Task requirements:
Your reply should consist solely of the number of lines in the data that contain "StudentWithParent".

────────────────────────────────────────

//! Configuration management
//!
//! Configuration is read from `config.yml`; environment variables prefixed
//! with `STUDENT_HUB_` override individual fields. Missing values fall back
//! to defaults.

use chrono::NaiveDate;
use serde::{Deserialize, Serialize};

use crate::services::session::ROTATION_THRESHOLD_SECS;

/// Main configuration structure
#[derive(Debug, Clone, Default, Serialize, Deserialize)]
pub struct Config {
    #[serde(default)]
    pub server: ServerConfig,
    #[serde(default)]
    pub database: DatabaseConfig,
    #[serde(default)]
    pub auth: AuthConfig,
    #[serde(default)]
    pub holidays: HolidayConfig,
}

/// Server configuration
#[derive(Debug, Clone, Serialize, Deserialize)]
pub struct ServerConfig {
    /// Host address to bind to
    #[serde(default = "default_host")]
    pub host: String,
    /// Port to listen on
    #[serde(default = "default_port")]
    pub port: u16,
    /// CORS allowed origin (cookie auth needs an explicit origin)
    #[serde(default = "default_cors_origin")]
    pub cors_origin: String,
}

impl Default for ServerConfig {
    fn default() -> Self {
        Self {
            host: default_host(),
            port: default_port(),
            cors_origin: default_cors_origin(),
        }
    }
}

fn default_host() -> String {
    "0.0.0.0".to_string()
}

fn default_port() -> u16 {
    5050
}

fn default_cors_origin() -> String {
    "http://localhost:3000".to_string()
}

/// Database configuration
#[derive(Debug, Clone, Serialize, Deserialize)]
pub struct DatabaseConfig {
    /// Database driver (sqlite or mysql)
    #[serde(default)]
    pub driver: DatabaseDriver,
    /// Database connection URL
    #[serde(default = "default_database_url")]
    pub url: String,
}

impl Default for DatabaseConfig {
    fn default() -> Self {
        Self {
            driver: DatabaseDriver::default(),
            url: default_database_url(),
        }
    }
}

fn default_database_url() -> String {
    "data/student_hub.db".to_string()
}

/// Database driver type
#[derive(Debug, Clone, Copy, PartialEq, Eq, Serialize, Deserialize, Default)]
#[serde(rename_all = "lowercase")]
pub enum DatabaseDriver {
    /// SQLite (default)
    #[default]
    Sqlite,
    /// MySQL
    Mysql,
}

/// Session token configuration
#[derive(Debug, Clone, Serialize, Deserialize)]
pub struct AuthConfig {
    /// HMAC secret used to sign session tokens. Token issuance fails without it.
    #[serde(default)]
    pub token_secret: Option<String>,
    /// Lifetime of a freshly issued token, in seconds
    #[serde(default = "default_token_duration")]
    pub token_duration_secs: i64,
    /// How long after expiry a token may still be exchanged for a new one
    #[serde(default = "default_grace_interval")]
    pub grace_interval_secs: i64,
    /// Upper bound on remembered revoked tokens. Rotation fails once it is reached.
    #[serde(default = "default_revocation_capacity")]
    pub revocation_capacity: u64,
    /// Add the `Secure` attribute to the session cookie
    #[serde(default)]
    pub cookie_secure: bool,
}

impl Default for AuthConfig {
    fn default() -> Self {
        Self {
            token_secret: None,
            token_duration_secs: default_token_duration(),
            grace_interval_secs: default_grace_interval(),
            revocation_capacity: default_revocation_capacity(),
            cookie_secure: false,
        }
    }
}

fn default_token_duration() -> i64 {
    86_400
}

fn default_grace_interval() -> i64 {
    3600
}

fn default_revocation_capacity() -> u64 {
    100_000
}

/// Holiday scheduling configuration
#[derive(Debug, Clone, Default, Serialize, Deserialize)]
pub struct HolidayConfig {
    /// Latest end date accepted for holidays and range queries
    #[serde(default)]
    pub max_end_date: Option<NaiveDate>,
}

/// Error type for configuration parsing
#[derive(Debug, thiserror::Error)]
pub enum ConfigError {
    #[error("Failed to read config file '{path}': {source}")]
    FileRead {
        path: String,
        source: std::io::Error,
    },
    #[error("Failed to parse config file '{path}': {message}")]
    ParseError { path: String, message: String },
    #[error("Invalid value for '{field}': {message}")]
    Invalid { field: &'static str, message: String },
}

impl Config {
    /// Load configuration from file.
    ///
    /// A missing or empty file yields the default configuration. Invalid YAML
    /// is reported with its location.
    pub fn load(path: &std::path::Path) -> anyhow::Result<Self> {
        let config = Self::read_file(path)?;
        config.validate()?;
        Ok(config)
    }

    fn read_file(path: &std::path::Path) -> anyhow::Result<Self> {
        if !path.exists() {
            return Ok(Self::default());
        }

        let content = std::fs::read_to_string(path).map_err(|e| ConfigError::FileRead {
            path: path.display().to_string(),
            source: e,
        })?;

        if content.trim().is_empty() {
            return Ok(Self::default());
        }

        let config: Config =
            serde_yaml::from_str(&content).map_err(|e| ConfigError::ParseError {
                path: path.display().to_string(),
                message: format_yaml_error(&e),
            })?;

        Ok(config)
    }

    /// Load configuration from file, then apply environment overrides.
    ///
    /// Recognised variables:
    /// - STUDENT_HUB_SERVER_HOST, STUDENT_HUB_SERVER_PORT, STUDENT_HUB_SERVER_CORS_ORIGIN
    /// - STUDENT_HUB_DATABASE_DRIVER, STUDENT_HUB_DATABASE_URL
    /// - STUDENT_HUB_AUTH_TOKEN_SECRET, STUDENT_HUB_AUTH_TOKEN_DURATION_SECS,
    ///   STUDENT_HUB_AUTH_GRACE_INTERVAL_SECS, STUDENT_HUB_AUTH_REVOCATION_CAPACITY,
    ///   STUDENT_HUB_AUTH_COOKIE_SECURE
    /// - STUDENT_HUB_HOLIDAYS_MAX_END_DATE
    pub fn load_with_env(path: &std::path::Path) -> anyhow::Result<Self> {
        let mut config = Self::read_file(path)?;
        config.apply_env_overrides();
        config.validate()?;
        Ok(config)
    }

    /// Reject values the session layer cannot work with.
    pub fn validate(&self) -> Result<(), ConfigError> {
        // Tokens must outlive the rotation window
        if self.auth.token_duration_secs <= ROTATION_THRESHOLD_SECS {
            return Err(ConfigError::Invalid {
                field: "auth.token_duration_secs",
                message: format!(
                    "must be greater than {} seconds, got {}",
                    ROTATION_THRESHOLD_SECS, self.auth.token_duration_secs
                ),
            });
        }
        if self.auth.revocation_capacity == 0 {
            return Err(ConfigError::Invalid {
                field: "auth.revocation_capacity",
                message: "must be at least 1".to_string(),
            });
        }
        Ok(())
    }

    fn apply_env_overrides(&mut self) {
        if let Ok(host) = std::env::var("STUDENT_HUB_SERVER_HOST") {
            self.server.host = host;
        }
        if let Some(port) = env_parsed::<u16>("STUDENT_HUB_SERVER_PORT") {
            self.server.port = port;
        }
        if let Ok(origin) = std::env::var("STUDENT_HUB_SERVER_CORS_ORIGIN") {
            self.server.cors_origin = origin;
        }

        if let Ok(driver) = std::env::var("STUDENT_HUB_DATABASE_DRIVER") {
            match driver.to_lowercase().as_str() {
                "sqlite" => self.database.driver = DatabaseDriver::Sqlite,
                "mysql" => self.database.driver = DatabaseDriver::Mysql,
                _ => {}
            }
        }
        if let Ok(url) = std::env::var("STUDENT_HUB_DATABASE_URL") {
            self.database.url = url;
        }

        if let Ok(secret) = std::env::var("STUDENT_HUB_AUTH_TOKEN_SECRET") {
            if !secret.is_empty() {
                self.auth.token_secret = Some(secret);
            }
        }
        if let Some(secs) = env_parsed::<i64>("STUDENT_HUB_AUTH_TOKEN_DURATION_SECS") {
            self.auth.token_duration_secs = secs;
        }
        if let Some(secs) = env_parsed::<i64>("STUDENT_HUB_AUTH_GRACE_INTERVAL_SECS") {
            self.auth.grace_interval_secs = secs;
        }
        if let Some(capacity) = env_parsed::<u64>("STUDENT_HUB_AUTH_REVOCATION_CAPACITY") {
            self.auth.revocation_capacity = capacity;
        }
        if let Some(secure) = env_parsed::<bool>("STUDENT_HUB_AUTH_COOKIE_SECURE") {
            self.auth.cookie_secure = secure;
        }

        if let Some(date) = env_parsed::<NaiveDate>("STUDENT_HUB_HOLIDAYS_MAX_END_DATE") {
            self.holidays.max_end_date = Some(date);
        }
    }
}

/// Read and parse an environment variable, ignoring unparseable values
fn env_parsed<T: std::str::FromStr>(key: &str) -> Option<T> {
    std::env::var(key).ok().and_then(|v| v.trim().parse::<T>().ok())
}

/// Format YAML parsing error with location
fn format_yaml_error(e: &serde_yaml::Error) -> String {
    if let Some(location) = e.location() {
        format!(
            "at line {}, column {}: {}",
            location.line(),
            location.column(),
            e
        )
    } else {
        e.to_string()
    }
}

// Config tests that touch the process environment serialize on this mutex.
#[cfg(test)]
static CONFIG_ENV_MUTEX: std::sync::Mutex<()> = std::sync::Mutex::new(());

#[cfg(test)]
const ENV_KEYS: &[&str] = &[
    "STUDENT_HUB_SERVER_HOST",
    "STUDENT_HUB_SERVER_PORT",
    "STUDENT_HUB_SERVER_CORS_ORIGIN",
    "STUDENT_HUB_DATABASE_DRIVER",
    "STUDENT_HUB_DATABASE_URL",
    "STUDENT_HUB_AUTH_TOKEN_SECRET",
    "STUDENT_HUB_AUTH_TOKEN_DURATION_SECS",
    "STUDENT_HUB_AUTH_GRACE_INTERVAL_SECS",
    "STUDENT_HUB_AUTH_REVOCATION_CAPACITY",
    "STUDENT_HUB_AUTH_COOKIE_SECURE",
    "STUDENT_HUB_HOLIDAYS_MAX_END_DATE",
];

#[cfg(test)]
fn clear_env() {
    for key in ENV_KEYS {
        std::env::remove_var(key);
    }
}
#[async_trait]
impl StudentRepository for SqlxStudentRepository {
    async fn create_with_subjects(
        &self,
        student: &Student,
        subject_names: &[String],
    ) -> Result<Student> {
        match self.pool.driver() {
            DatabaseDriver::Sqlite => {
                create_student_sqlite(self.pool.sqlite()?, student, subject_names).await
            }
            DatabaseDriver::Mysql => {
                create_student_mysql(self.pool.mysql()?, student, subject_names).await
            }
        }
    }

    async fn get_by_id(&self, id: i64) -> Result<Option<Student>> {
        match self.pool.driver() {
            DatabaseDriver::Sqlite => get_student_by_id_sqlite(self.pool.sqlite()?, id).await,
            DatabaseDriver::Mysql => get_student_by_id_mysql(self.pool.mysql()?, id).await,
        }
    }

    async fn get_by_email(&self, email: &str) -> Result<Option<Student>> {
        match self.pool.driver() {
            DatabaseDriver::Sqlite => {
                get_student_by_email_sqlite(self.pool.sqlite()?, email).await
            }
            DatabaseDriver::Mysql => get_student_by_email_mysql(self.pool.mysql()?, email).await,
        }
    }

    async fn list_active(&self, offset: i64, limit: i64) -> Result<Vec<Student>> {
        match self.pool.driver() {
            DatabaseDriver::Sqlite => {
                list_active_students_sqlite(self.pool.sqlite()?, offset, limit).await
            }
            DatabaseDriver::Mysql => {
                list_active_students_mysql(self.pool.mysql()?, offset, limit).await
            }
        }
    }

    async fn count_active(&self) -> Result<i64> {
        let sql = "SELECT COUNT(*) AS total FROM students WHERE status = TRUE";
        let total: i64 = match self.pool.driver() {
            DatabaseDriver::Sqlite => sqlx::query(sql)
                .fetch_one(self.pool.sqlite()?)
                .await
                .context("Failed to count students")?
                .try_get("total")?,
            DatabaseDriver::Mysql => sqlx::query(sql)
                .fetch_one(self.pool.mysql()?)
                .await
                .context("Failed to count students")?
                .try_get("total")?,
        };
        Ok(total)
    }

    async fn update(&self, id: i64, changes: &StudentChanges) -> Result<Student> {
        match self.pool.driver() {
            DatabaseDriver::Sqlite => update_student_sqlite(self.pool.sqlite()?, id, changes).await,
            DatabaseDriver::Mysql => update_student_mysql(self.pool.mysql()?, id, changes).await,
        }
    }

    async fn set_status(&self, id: i64, active: bool) -> Result<()> {
        let sql = "UPDATE students SET status = ?, updated_at = ? WHERE id = ?";
        let now = Utc::now();
        match self.pool.driver() {
            DatabaseDriver::Sqlite => sqlx::query(sql)
                .bind(active)
                .bind(now)
                .bind(id)
                .execute(self.pool.sqlite()?)
                .await
                .map(|_| ()),
            DatabaseDriver::Mysql => sqlx::query(sql)
                .bind(active)
                .bind(now)
                .bind(id)
                .execute(self.pool.mysql()?)
                .await
                .map(|_| ()),
        }
        .context("Failed to update student status")
    }

    async fn find_active_ids(&self, ids: &[i64]) -> Result<Vec<i64>> {
        if ids.is_empty() {
            return Ok(Vec::new());
        }
        let sql = format!(
            "SELECT id FROM students WHERE status = TRUE AND id IN ({})",
            placeholders(ids.len())
        );
        match self.pool.driver() {
            DatabaseDriver::Sqlite => {
                let mut query = sqlx::query(&sql);
                for id in ids {
                    query = query.bind(id);
                }
                let rows = query
                    .fetch_all(self.pool.sqlite()?)
                    .await
                    .context("Failed to look up student ids")?;
                rows.iter()
                    .map(|r| r.try_get::<i64, _>("id").context("Failed to read student id"))
                    .collect()
            }
            DatabaseDriver::Mysql => {
                let mut query = sqlx::query(&sql);
                for id in ids {
                    query = query.bind(id);
                }
                let rows = query
                    .fetch_all(self.pool.mysql()?)
                    .await
                    .context("Failed to look up student ids")?;
                rows.iter()
                    .map(|r| r.try_get::<i64, _>("id").context("Failed to read student id"))
                    .collect()
            }
        }
    }

    async fn list_linked_to_parent(&self) -> Result<Vec<StudentWithParent>> {
        match self.pool.driver() {
            DatabaseDriver::Sqlite => list_linked_sqlite(self.pool.sqlite()?).await,
            DatabaseDriver::Mysql => list_linked_mysql(self.pool.mysql()?).await,
        }
    }

    async fn list_not_linked_to_parent(&self) -> Result<Vec<Student>> {
        let sql = format!(
            "SELECT {} FROM students s \
             WHERE NOT EXISTS (SELECT 1 FROM parent_students ps WHERE ps.student_id = s.id) \
             ORDER BY s.id",
            STUDENT_COLUMNS
        );
        match self.pool.driver() {
            DatabaseDriver::Sqlite => {
                let rows = sqlx::query(&sql)
                    .fetch_all(self.pool.sqlite()?)
                    .await
                    .context("Failed to list unlinked students")?;
                rows.iter().map(row_to_student_sqlite).collect()
            }
            DatabaseDriver::Mysql => {
                let rows = sqlx::query(&sql)
                    .fetch_all(self.pool.mysql()?)
                    .await
                    .context("Failed to list unlinked students")?;
                rows.iter().map(row_to_student_mysql).collect()
            }
        }
    }
}
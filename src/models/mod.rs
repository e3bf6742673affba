//! Data models
//!
//! Database entities (Student, Subject, Parent, Holiday), their joined views
//! returned by the API, and the session token claims.

mod holiday;
mod parent;
mod session;
mod student;
mod subject;

pub use holiday::{DateRange, Holiday, HolidayWithStudents};
pub use parent::{Parent, ParentWithStudent};
pub use session::Claims;
pub use student::{
    Student, StudentSubject, StudentWithHolidays, StudentWithParent, StudentWithSubjects,
};
pub use subject::{Enrollment, Subject};
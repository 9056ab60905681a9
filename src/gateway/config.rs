//! Gateway policy configuration.

use std::fmt;
use std::time::Duration;

use serde::{Deserialize, Serialize};

use super::error::ConfigError;
use crate::{DEFAULT_MAX_NORMAL_LEN, DEFAULT_QUOTA_LIMIT};

/// Default provider timeout in seconds.
pub const DEFAULT_PROVIDER_TIMEOUT_SECS: u64 = 10;

/// User-agent tokens that mark a request as automated.
///
/// Matched as case-insensitive substrings.
pub const DEFAULT_BOT_SIGNATURES: &[&str] = &[
    "bot",
    "spider",
    "crawl",
    "curl",
    "wget",
    "python",
    "scrapy",
    "httpclient",
    "libwww",
    "go-http-client",
    "java/",
    "postman",
    "headless",
];

/// Abuse and dispatch policy for the gateway.
#[derive(Clone, Serialize, Deserialize, PartialEq, Eq)]
#[serde(default)]
pub struct GatewayConfig {
    /// Sends allowed per client before the override password is required.
    pub quota_limit: u32,

    /// Maximum body length (in characters) for normal-mode messages.
    pub max_normal_len: usize,

    /// Provider call timeout in seconds.
    pub provider_timeout_secs: u64,

    /// Shared secret that bypasses the quota. `None` disables overrides.
    #[serde(skip_serializing_if = "Option::is_none")]
    pub override_password: Option<String>,

    /// User-agent denylist tokens.
    pub bot_signatures: Vec<String>,
}

impl Default for GatewayConfig {
    fn default() -> Self {
        Self {
            quota_limit: DEFAULT_QUOTA_LIMIT,
            max_normal_len: DEFAULT_MAX_NORMAL_LEN,
            provider_timeout_secs: DEFAULT_PROVIDER_TIMEOUT_SECS,
            override_password: None,
            bot_signatures: DEFAULT_BOT_SIGNATURES
                .iter()
                .map(|s| s.to_string())
                .collect(),
        }
    }
}

impl fmt::Debug for GatewayConfig {
    fn fmt(&self, f: &mut fmt::Formatter<'_>) -> fmt::Result {
        f.debug_struct("GatewayConfig")
            .field("quota_limit", &self.quota_limit)
            .field("max_normal_len", &self.max_normal_len)
            .field("provider_timeout_secs", &self.provider_timeout_secs)
            .field(
                "override_password",
                &self.override_password.as_ref().map(|_| "<redacted>"),
            )
            .field("bot_signatures", &self.bot_signatures)
            .finish()
    }
}

impl GatewayConfig {
    /// Sets the override password.
    pub fn with_override_password(mut self, password: impl Into<String>) -> Self {
        self.override_password = Some(password.into());
        self
    }

    pub fn provider_timeout(&self) -> Duration {
        Duration::from_secs(self.provider_timeout_secs)
    }

    /// Checks that every limit is usable.
    pub fn validate(&self) -> Result<(), ConfigError> {
        if self.quota_limit == 0 {
            return Err(ConfigError::Invalid("quota_limit must be at least 1".into()));
        }
        if self.max_normal_len == 0 {
            return Err(ConfigError::Invalid(
                "max_normal_len must be at least 1".into(),
            ));
        }
        if self.provider_timeout_secs == 0 {
            return Err(ConfigError::Invalid(
                "provider_timeout_secs must be at least 1".into(),
            ));
        }
        if matches!(&self.override_password, Some(p) if p.is_empty()) {
            return Err(ConfigError::Invalid(
                "override_password must not be empty".into(),
            ));
        }
        Ok(())
    }
}
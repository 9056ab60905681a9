//! nullsms - invisible SMS
//!
//! CLI for encoding text as zero-width characters, decoding it back, and
//! sending it through the abuse-guarded gateway.

mod commands;

use anyhow::Result;
use clap::{Parser, Subcommand};
use tracing_subscriber::EnvFilter;

use commands::{CommandExecutor, DecodeCommand, EncodeCommand, SendCommand, ServeCommand};

/// nullsms - send messages that look blank
///
/// Text is hidden in zero-width characters (8 per character). Only characters
/// up to U+00FF can be encoded.
#[derive(Parser)]
#[command(name = "nullsms")]
#[command(version)]
#[command(about = "Invisible-ink SMS: zero-width text encoding with an abuse-guarded gateway")]
#[command(long_about = None)]
struct Cli {
    /// Verbose logging
    #[arg(short, long, global = true)]
    verbose: bool,

    #[command(subcommand)]
    command: Commands,
}

#[derive(Subcommand)]
enum Commands {
    /// Encode a message as zero-width characters
    Encode(EncodeCommand),

    /// Decode a zero-width carrier back into text
    Decode(DecodeCommand),

    /// Encode (optionally) and send a message as SMS
    Send(SendCommand),

    /// Run the HTTP gateway
    Serve(ServeCommand),
}

fn main() -> Result<()> {
    let cli = Cli::parse();
    init_logging(cli.verbose);

    match &cli.command {
        Commands::Encode(cmd) => cmd.execute(),
        Commands::Decode(cmd) => cmd.execute(),
        Commands::Send(cmd) => cmd.execute(),
        Commands::Serve(cmd) => cmd.execute(),
    }
}

/// Logs go to stderr so stdout only ever carries the carrier or message.
fn init_logging(verbose: bool) {
    let filter = if verbose {
        EnvFilter::new("nullsms=debug")
    } else {
        EnvFilter::try_from_default_env().unwrap_or_else(|_| EnvFilter::new("nullsms=info"))
    };

    tracing_subscriber::fmt()
        .with_env_filter(filter)
        .with_writer(std::io::stderr)
        .with_target(false)
        .init();
}
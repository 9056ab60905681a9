//! Provider that delivers nothing.
//!
//! Used for local runs (`--dry-run`) and tests.

use std::sync::atomic::{AtomicU64, Ordering};

use async_trait::async_trait;
use tracing::{debug, info};

use super::MessageProvider;
use crate::gateway::error::ProviderError;

/// Accepts every message and hands out `dry-run-<n>` ids.
#[derive(Debug, Default)]
pub struct DryRunProvider {
    sent: AtomicU64,
}

impl DryRunProvider {
    pub fn new() -> Self {
        Self::default()
    }

    /// Number of messages accepted so far.
    pub fn sent(&self) -> u64 {
        self.sent.load(Ordering::SeqCst)
    }
}

#[async_trait]
impl MessageProvider for DryRunProvider {
    async fn send(&self, destination: &str, body: &str) -> Result<String, ProviderError> {
        let n = self.sent.fetch_add(1, Ordering::SeqCst) + 1;
        debug!(destination, id = n, "dry run destination");
        info!(
            id = n,
            chars = body.chars().count(),
            "dry run: message not delivered"
        );
        Ok(format!("dry-run-{n}"))
    }

    fn name(&self) -> &str {
        "dry-run"
    }
}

────────────────────────────────────────

Exercise response:
2